**EXERCISE INSTRUCTIONS:** Beneath this instruction is a listing; print exactly the lines in it starting at the line that contains "if before != (self.modifier_count[i]" and going through the line that contains "self.button_count[i] = self.button_count[i].saturating_add(1);".

--- START ---

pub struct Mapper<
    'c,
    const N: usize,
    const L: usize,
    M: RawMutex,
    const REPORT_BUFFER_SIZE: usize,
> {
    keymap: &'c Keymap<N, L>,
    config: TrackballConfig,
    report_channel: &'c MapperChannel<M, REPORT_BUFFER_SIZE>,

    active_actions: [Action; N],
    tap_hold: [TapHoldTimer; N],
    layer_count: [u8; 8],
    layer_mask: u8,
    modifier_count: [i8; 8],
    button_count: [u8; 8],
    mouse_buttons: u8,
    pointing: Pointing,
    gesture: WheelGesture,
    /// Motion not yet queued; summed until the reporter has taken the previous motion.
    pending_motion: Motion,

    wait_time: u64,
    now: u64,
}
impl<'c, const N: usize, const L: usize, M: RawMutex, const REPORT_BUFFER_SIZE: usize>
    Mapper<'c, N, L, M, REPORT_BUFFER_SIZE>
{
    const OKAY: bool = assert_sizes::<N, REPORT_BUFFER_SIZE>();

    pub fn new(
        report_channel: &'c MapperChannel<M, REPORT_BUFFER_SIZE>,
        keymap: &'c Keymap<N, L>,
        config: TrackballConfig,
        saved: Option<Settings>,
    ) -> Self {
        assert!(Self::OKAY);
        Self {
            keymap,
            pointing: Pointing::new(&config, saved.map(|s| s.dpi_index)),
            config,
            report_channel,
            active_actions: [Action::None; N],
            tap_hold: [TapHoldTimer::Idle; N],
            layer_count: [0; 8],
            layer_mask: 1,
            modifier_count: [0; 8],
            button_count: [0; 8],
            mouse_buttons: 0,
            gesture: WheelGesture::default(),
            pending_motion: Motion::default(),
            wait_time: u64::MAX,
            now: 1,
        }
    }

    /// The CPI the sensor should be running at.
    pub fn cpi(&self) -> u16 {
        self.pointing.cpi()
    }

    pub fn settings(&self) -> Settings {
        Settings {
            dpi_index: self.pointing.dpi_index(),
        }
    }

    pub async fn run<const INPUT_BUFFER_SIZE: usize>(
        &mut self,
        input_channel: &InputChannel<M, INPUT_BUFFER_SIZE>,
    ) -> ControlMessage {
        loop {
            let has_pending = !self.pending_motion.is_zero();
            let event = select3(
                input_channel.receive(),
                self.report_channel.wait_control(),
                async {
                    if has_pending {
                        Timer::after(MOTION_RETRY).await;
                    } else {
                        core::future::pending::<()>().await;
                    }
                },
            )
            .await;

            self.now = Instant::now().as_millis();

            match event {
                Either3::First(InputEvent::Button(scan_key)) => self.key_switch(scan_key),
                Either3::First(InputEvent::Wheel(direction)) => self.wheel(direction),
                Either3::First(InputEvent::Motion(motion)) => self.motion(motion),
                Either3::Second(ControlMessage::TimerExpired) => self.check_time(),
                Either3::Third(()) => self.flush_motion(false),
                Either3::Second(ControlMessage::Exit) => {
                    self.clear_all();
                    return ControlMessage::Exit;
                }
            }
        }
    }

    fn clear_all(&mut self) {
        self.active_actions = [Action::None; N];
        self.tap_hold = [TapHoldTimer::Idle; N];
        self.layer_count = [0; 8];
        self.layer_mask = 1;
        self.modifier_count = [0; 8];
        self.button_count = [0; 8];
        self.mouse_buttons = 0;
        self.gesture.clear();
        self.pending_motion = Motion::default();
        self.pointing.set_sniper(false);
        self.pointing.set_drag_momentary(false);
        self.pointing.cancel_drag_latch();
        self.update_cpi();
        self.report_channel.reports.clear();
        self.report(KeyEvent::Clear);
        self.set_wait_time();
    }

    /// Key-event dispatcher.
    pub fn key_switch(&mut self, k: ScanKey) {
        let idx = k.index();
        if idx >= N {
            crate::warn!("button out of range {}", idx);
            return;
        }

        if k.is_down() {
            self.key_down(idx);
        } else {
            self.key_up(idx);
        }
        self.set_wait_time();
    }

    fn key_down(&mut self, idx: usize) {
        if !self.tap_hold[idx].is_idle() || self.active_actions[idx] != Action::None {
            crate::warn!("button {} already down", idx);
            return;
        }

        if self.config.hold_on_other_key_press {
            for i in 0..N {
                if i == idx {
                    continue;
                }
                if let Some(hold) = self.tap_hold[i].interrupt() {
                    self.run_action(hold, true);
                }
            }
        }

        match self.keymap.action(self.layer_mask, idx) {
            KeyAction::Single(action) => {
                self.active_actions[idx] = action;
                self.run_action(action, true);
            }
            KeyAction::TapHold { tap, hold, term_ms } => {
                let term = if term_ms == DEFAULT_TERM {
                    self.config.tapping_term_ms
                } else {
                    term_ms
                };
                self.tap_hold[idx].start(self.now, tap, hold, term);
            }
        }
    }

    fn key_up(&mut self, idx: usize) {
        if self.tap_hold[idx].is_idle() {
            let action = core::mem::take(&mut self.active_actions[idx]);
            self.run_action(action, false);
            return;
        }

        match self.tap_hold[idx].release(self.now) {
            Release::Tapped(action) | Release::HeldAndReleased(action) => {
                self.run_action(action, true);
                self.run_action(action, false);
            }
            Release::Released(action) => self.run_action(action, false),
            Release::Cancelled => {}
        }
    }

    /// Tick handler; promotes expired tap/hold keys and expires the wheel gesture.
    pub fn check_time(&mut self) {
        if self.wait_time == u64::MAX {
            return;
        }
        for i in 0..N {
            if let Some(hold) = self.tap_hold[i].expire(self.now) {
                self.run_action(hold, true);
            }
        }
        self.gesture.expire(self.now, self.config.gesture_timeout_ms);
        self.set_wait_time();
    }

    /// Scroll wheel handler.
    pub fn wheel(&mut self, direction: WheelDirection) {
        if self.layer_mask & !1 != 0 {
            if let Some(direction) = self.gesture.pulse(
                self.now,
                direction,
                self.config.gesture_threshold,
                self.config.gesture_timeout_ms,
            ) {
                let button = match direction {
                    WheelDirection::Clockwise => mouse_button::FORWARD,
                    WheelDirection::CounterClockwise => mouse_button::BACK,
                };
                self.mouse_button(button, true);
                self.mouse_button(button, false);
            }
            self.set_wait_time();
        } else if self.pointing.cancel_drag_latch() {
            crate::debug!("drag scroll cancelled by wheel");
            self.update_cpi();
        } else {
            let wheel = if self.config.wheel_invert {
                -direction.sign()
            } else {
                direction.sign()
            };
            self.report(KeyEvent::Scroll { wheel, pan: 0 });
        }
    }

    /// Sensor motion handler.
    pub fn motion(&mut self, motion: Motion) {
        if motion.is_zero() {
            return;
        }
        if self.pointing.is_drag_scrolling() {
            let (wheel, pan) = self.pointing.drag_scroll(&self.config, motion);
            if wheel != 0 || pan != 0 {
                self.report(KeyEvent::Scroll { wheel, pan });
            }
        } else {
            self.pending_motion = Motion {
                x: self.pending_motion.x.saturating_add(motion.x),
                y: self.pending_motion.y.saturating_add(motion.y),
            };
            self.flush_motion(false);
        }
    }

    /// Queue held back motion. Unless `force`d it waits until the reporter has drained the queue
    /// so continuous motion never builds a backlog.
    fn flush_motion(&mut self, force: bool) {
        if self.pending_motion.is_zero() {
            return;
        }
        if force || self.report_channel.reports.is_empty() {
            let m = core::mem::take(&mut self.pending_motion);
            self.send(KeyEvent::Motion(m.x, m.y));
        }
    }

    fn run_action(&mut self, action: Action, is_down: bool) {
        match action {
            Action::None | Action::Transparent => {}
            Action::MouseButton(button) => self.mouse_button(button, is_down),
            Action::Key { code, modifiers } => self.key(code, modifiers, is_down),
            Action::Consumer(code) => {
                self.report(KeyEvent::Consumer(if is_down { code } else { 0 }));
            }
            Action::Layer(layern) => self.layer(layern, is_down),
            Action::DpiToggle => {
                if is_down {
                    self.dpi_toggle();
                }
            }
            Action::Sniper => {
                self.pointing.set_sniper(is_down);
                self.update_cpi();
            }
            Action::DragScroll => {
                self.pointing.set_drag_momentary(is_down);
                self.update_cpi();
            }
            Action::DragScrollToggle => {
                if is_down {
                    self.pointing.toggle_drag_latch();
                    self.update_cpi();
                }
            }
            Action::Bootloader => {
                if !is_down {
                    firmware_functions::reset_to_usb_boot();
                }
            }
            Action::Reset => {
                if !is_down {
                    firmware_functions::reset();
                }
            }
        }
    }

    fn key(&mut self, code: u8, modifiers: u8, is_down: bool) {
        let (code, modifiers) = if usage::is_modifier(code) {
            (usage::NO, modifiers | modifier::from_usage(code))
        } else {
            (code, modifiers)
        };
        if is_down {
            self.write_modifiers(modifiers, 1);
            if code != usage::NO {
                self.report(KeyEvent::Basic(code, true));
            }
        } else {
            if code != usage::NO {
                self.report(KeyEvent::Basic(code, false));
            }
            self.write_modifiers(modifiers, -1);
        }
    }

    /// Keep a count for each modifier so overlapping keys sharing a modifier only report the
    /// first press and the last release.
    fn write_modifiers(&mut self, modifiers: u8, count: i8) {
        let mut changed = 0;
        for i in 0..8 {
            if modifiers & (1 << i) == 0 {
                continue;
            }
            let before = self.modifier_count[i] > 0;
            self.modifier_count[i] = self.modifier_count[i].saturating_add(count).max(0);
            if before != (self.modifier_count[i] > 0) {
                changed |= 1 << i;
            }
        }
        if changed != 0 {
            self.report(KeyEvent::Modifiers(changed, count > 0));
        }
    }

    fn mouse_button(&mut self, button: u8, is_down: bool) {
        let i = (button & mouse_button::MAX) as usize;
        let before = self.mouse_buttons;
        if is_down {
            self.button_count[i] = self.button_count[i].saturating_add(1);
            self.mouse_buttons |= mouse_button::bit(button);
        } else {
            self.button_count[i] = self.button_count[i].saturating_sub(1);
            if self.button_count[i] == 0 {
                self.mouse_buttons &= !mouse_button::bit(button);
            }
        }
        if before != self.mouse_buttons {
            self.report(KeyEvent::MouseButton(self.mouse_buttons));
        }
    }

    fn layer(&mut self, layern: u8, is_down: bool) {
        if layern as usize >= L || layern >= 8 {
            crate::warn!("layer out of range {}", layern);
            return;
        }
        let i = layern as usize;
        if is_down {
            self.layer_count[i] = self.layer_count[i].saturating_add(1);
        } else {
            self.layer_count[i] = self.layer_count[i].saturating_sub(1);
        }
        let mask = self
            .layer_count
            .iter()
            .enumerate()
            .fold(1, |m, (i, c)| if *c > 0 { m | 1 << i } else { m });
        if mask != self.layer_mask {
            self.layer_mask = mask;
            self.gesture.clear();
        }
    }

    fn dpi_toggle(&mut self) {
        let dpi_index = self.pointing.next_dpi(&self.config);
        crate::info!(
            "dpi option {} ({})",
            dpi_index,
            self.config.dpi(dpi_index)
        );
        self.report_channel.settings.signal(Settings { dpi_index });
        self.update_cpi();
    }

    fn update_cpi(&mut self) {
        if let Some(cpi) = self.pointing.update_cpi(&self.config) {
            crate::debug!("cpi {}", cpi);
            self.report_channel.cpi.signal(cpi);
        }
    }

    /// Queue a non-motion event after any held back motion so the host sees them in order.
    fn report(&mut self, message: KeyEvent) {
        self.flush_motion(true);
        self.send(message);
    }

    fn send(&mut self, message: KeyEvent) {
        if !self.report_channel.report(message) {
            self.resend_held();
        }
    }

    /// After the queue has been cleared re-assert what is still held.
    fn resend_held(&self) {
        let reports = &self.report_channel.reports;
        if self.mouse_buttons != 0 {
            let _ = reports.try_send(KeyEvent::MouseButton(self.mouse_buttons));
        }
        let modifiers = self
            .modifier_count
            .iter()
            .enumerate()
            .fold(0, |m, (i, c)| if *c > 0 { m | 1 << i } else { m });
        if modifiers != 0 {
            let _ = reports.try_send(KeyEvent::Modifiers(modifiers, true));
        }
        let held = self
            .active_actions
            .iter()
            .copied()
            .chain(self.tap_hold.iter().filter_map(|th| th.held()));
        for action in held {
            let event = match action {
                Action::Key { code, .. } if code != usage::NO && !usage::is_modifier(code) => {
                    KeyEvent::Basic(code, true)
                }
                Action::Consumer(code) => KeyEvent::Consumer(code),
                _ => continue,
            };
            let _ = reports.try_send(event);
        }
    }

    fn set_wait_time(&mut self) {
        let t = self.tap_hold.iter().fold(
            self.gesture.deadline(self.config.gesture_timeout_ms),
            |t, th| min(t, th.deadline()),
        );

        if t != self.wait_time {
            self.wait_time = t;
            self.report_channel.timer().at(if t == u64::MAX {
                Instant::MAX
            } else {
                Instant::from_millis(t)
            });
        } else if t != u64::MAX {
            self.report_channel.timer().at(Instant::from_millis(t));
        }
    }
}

--- END ---

**TASK ANSWER:**
            if before != (self.modifier_count[i] > 0) {
                changed |= 1 << i;
            }
        }
        if changed != 0 {
            self.report(KeyEvent::Modifiers(changed, count > 0));
        }
    }

    fn mouse_button(&mut self, button: u8, is_down: bool) {
        let i = (button & mouse_button::MAX) as usize;
        let before = self.mouse_buttons;
        if is_down {
            self.button_count[i] = self.button_count[i].saturating_add(1);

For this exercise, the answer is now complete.